With a young and growing population, studies show that by 2075 the African continent will have some of the largest mega cities in the world. Predictions are that in 55 years, Lagos will comprise 88-million people, Kinshasa – 8.3-million and Dar Es Salaam – 70-million.
China and UK business networks have therefore agreed to build a strategic partnership for the 21st century to promote commercial collaboration and knowledge-sharing, with the objective of building high-quality, sustainable infrastructure, including projects on the African continent. The initiative has the support of both UK and Chinese governments, each of which have substantial and growing ties to Africa. Last month, the UK Government hosted a UK-Africa Investment Summit in London which supported over R120bn in commercial deals.
Memorandum of understanding
In line with this, in October 2019, a memorandum of understanding (MoU) was signed by the British Chamber of Business in Southern Africa and the South Africa China Economic and Trade Association, thereby strengthening their cooperation on projects that support high quality, sustainable infrastructure that meets Southern Africa’s priorities and supports the region’s growth.
On the back of this MoU, Turner & Townsend and CRI Eagle – who are acting as lead firms on each side within the alliance – are supporting UK and Chinese businesses in developing competitive project solutions into the Southern African Development Community.
The need for infrastructure in Africa is clear, and industry will need to take an active role. In the past five years, the value engineering, procurement and construction contracts signed with Chinese organisations for projects in Africa dropped by 30%, with only 20% of those contracts implemented, according to Fred Wen, director and deputy general manager of CRI Eagle. “Not only is suitable infrastructure limiting growth, there is also a significant backlog in infrastructure maintenance and spending on maintenance. Positively however, in order to remain competitive on the continent, Chinese construction companies are increasingly partnering with public sector clients.”
Annamari Uys, director and head of the private public partnership business unit of Turner & Townsend: “This presents an ideal opportunity for PPPs to accelerate infrastructure delivery. They play a key role because they look at funding maintenance over the life of the project. PPPs have been implemented in countries such as South Africa, Nigeria, Kenya and Uganda, among others, with recent projects focusing on renewable energy, transport and water and sanitation.

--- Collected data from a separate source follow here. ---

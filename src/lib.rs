//! docqa - question answering over a single document
//!
//! Upload a PDF, DOCX or text file; its text is extracted, chunked and
//! embedded into an in-memory index. Questions are answered by retrieving
//! the closest chunks and asking a generation model to answer from them
//! only, with a fixed reply when the document does not contain the answer.
//!
//! Embedding and generation go through Google Gemini or any
//! OpenAI-compatible API.

pub mod api;
pub mod cli;
pub mod config;
pub mod domain;
pub mod infrastructure;

pub use config::AppConfig;

use tracing::info;

use domain::rag::{AnswererConfig, RetrievalAugmentedAnswerer};
use domain::DomainError;
use infrastructure::embedding::EmbeddingProviderFactory;
use infrastructure::llm::LlmProviderFactory;
use infrastructure::services::DocumentQaService;

/// Build the document QA service from configuration.
///
/// Fails when the configuration is invalid or no API key is available.
pub fn create_service(config: &AppConfig) -> Result<DocumentQaService, DomainError> {
    config.validate()?;

    let api_key = config.provider.resolve_api_key()?;
    let connection = config.provider.connection(api_key);

    let embedder = EmbeddingProviderFactory::create(&connection)?;
    let generator = LlmProviderFactory::create(&connection)?;

    let answerer_config = AnswererConfig::new(
        config.provider.embedding_model(),
        config.provider.generation_model(),
    )
    .with_top_k(config.retrieval.top_k)
    .with_min_similarity(config.retrieval.min_similarity)
    .with_temperature(config.provider.temperature);

    info!(
        provider = %connection.kind,
        embedding_model = %answerer_config.embedding_model,
        generation_model = %answerer_config.generation_model,
        top_k = answerer_config.top_k,
        "Providers configured"
    );

    let answerer = RetrievalAugmentedAnswerer::new(embedder, generator, answerer_config);

    Ok(DocumentQaService::new(answerer, config.chunking.clone())?
        .with_batch_size(config.retrieval.embedding_batch_size))
}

“They also allow governments to partner with the private sector to leverage private party capital/finance and expertise, providing an incentive for on-time, on-budget infrastructure delivery, and transfer risk to those mandated to manage it. It is also a meaningful way to incentivise the private sector to invest in delivering quality projects with stringent maintenance requirements – something that is receiving increasing attention as governments seek to manage public services for public good. A good litmus test for a worthwhile PPP whether it offers affordability, value for money, and appropriate risk transfer.”